Fabiola se encaminó hacia él con paso brioso.

—¿Adónde vais, señora? —preguntó Benignus—. ¿Fabiola?

Ella no respondió, lo cual hizo que el portero la siguiera a toda velocidad, junto con tres más. El boticario estaba a tan sólo veinte pasos del burdel, pero Benignus no quería correr riesgos.

Cuando Fabiola llegó a la tienda de frente abierto, el propietario salió a su encuentro, frotándose las manos en un delantal manchado. Inclinó la cabeza al verla.

—Es un placer veros en persona, señora. ¿Necesitáis un poco más de valeriana para dormir?

—No, gracias. —Fabiola señaló los soportes y mesas prácticamente vacíos—. ¿Ya cerráis la tienda?

—Sí —reconoció, evitando su mirada—. Mi esposa no se encuentra bien —añadió rápidamente.

—¡Qué pena! —exclamó Fabiola, solícita en extremo. En su interior aumentaba a pasos agigantados la sospecha que había sentido al ver que las otras dos tiendas cerraban—. Espero que no sea nada grave.

El boticario tenía una expresión extraña.

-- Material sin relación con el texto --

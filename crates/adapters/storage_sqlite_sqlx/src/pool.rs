//! `SQLite` connection pool setup and migration runner.

use std::str::FromStr;

use sqlx::SqlitePool;
use sqlx::sqlite::{SqliteConnectOptions, SqlitePoolOptions};

use crate::error::StorageError;

/// Configuration for the `SQLite` storage adapter.
pub struct Config {
    /// `SQLite` connection URL (e.g. `sqlite:hbnb.db` or `sqlite::memory:`).
    pub database_url: String,
}

impl Config {
    /// Build a [`Database`] from this configuration.
    ///
    /// Creates the connection pool, creates the database file if missing,
    /// and runs all pending migrations.
    ///
    /// # Errors
    ///
    /// Returns [`StorageError`] if the connection or migrations fail.
    pub async fn build(self) -> Result<Database, StorageError> {
        Database::initialize(&self.database_url).await
    }
}

/// Holds the `SQLite` connection pool and provides access to it.
pub struct Database {
    pool: SqlitePool,
}

impl Database {
    /// Connect to the database and run migrations.
    ///
    /// An in-memory database only lives as long as its connection, so for
    /// those the pool is pinned to a single connection that never expires.
    async fn initialize(database_url: &str) -> Result<Self, StorageError> {
        let options = SqliteConnectOptions::from_str(database_url)?
            .create_if_missing(true)
            .foreign_keys(true);

        let pool_options = if database_url.contains(":memory:") {
            SqlitePoolOptions::new()
                .max_connections(1)
                .idle_timeout(None)
                .max_lifetime(None)
        } else {
            SqlitePoolOptions::new()
        };
        let pool = pool_options.connect_with(options).await?;

        sqlx::migrate!("./migrations").run(&pool).await?;
        tracing::debug!(database_url, "sqlite database ready");

        Ok(Self { pool })
    }

    /// Borrow the underlying connection pool.
    #[must_use]
    pub fn pool(&self) -> &SqlitePool {
        &self.pool
    }
}
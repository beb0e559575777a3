//! Storage-specific error type wrapping sqlx errors.

use hbnb_domain::error::HbnbError;

/// Errors originating from the `SQLite` storage layer.
#[derive(Debug, thiserror::Error)]
pub enum StorageError {
    /// A query or connection failed.
    #[error("database error")]
    Database(#[from] sqlx::Error),

    /// Failed to run migrations.
    #[error("migration error")]
    Migration(#[from] sqlx::migrate::MigrateError),
}

impl From<StorageError> for HbnbError {
    fn from(err: StorageError) -> Self {
        Self::Storage(Box::new(err))
    }
}
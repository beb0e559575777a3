//! City service: use-cases for managing the cities of a state.

use hbnb_domain::city::{City, CityBuilder, CityPatch};
use hbnb_domain::error::{HbnbError, NotFoundError};
use hbnb_domain::id::CityId;
use hbnb_domain::state::State;

use crate::ports::CityRepository;

/// Application service for city CRUD operations.
///
/// Operations scoped to a state take the [`State`] itself, so the caller has
/// already proven it exists.
pub struct CityService<R> {
    repo: R,
}

impl<R: CityRepository> CityService<R> {
    /// Create a new service backed by the given repository.
    pub fn new(repo: R) -> Self {
        Self { repo }
    }

    /// List the cities of a state.
    ///
    /// # Errors
    ///
    /// Returns a storage error propagated from the repository.
    pub async fn list_cities(&self, state: &State) -> Result<Vec<City>, HbnbError> {
        self.repo.find_by_state_id(state.id).await
    }

    /// Look up a city by id, returning an error if not found.
    ///
    /// # Errors
    ///
    /// Returns [`HbnbError::NotFound`] when no city with `id` exists,
    /// or a storage error from the repository.
    pub async fn get_city(&self, id: CityId) -> Result<City, HbnbError> {
        self.repo.get_by_id(id).await?.ok_or_else(|| {
            NotFoundError {
                entity: "City",
                id: id.to_string(),
            }
            .into()
        })
    }

    /// Build a city inside `state` and persist it.
    ///
    /// # Errors
    ///
    /// Returns [`HbnbError::Validation`] if `name` is missing, or a storage
    /// error propagated from the repository.
    #[tracing::instrument(skip(self, state, builder), fields(state_id = %state.id))]
    pub async fn create_city(
        &self,
        state: &State,
        builder: CityBuilder,
    ) -> Result<City, HbnbError> {
        let city = builder.state_id(state.id).build()?;
        self.repo.create(city).await
    }

    /// Apply a patch to a city already loaded by the caller and persist it.
    ///
    /// # Errors
    ///
    /// Returns a storage error propagated from the repository.
    #[tracing::instrument(skip(self, city, patch), fields(id = %city.id))]
    pub async fn update_city(&self, mut city: City, patch: CityPatch) -> Result<City, HbnbError> {
        city.apply(patch);
        self.repo.update(city).await
    }

    /// Delete a city (and its places) by id.
    ///
    /// # Errors
    ///
    /// Returns [`HbnbError::NotFound`] when the city does not exist, or a
    /// storage error from the repository.
    #[tracing::instrument(skip(self))]
    pub async fn delete_city(&self, id: CityId) -> Result<(), HbnbError> {
        let city = self.get_city(id).await?;
        self.repo.delete(city.id).await
    }
}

—Esta noche ha tenido fiebre.

—Seguro que le habréis dado algo para combatirla —vociferó Fabiola.

—Por supuesto —musitó él.

—¿Qué?

El boticario vaciló y Fabiola se dio cuenta de que mentía. El griego era un hombre de familia y si su esposa hubiera estado realmente enferma, no habría abierto en todo el día.

—¿Qué está pasando? —preguntó, acercándosele más—. El alfarero tampoco está. La dichosa calle parece un cementerio.

El griego tragó saliva ruidosamente.

—Venga —instó Fabiola, tomándole de la mano—. Podéis contármelo. Aquí somos todos amigos y vecinos.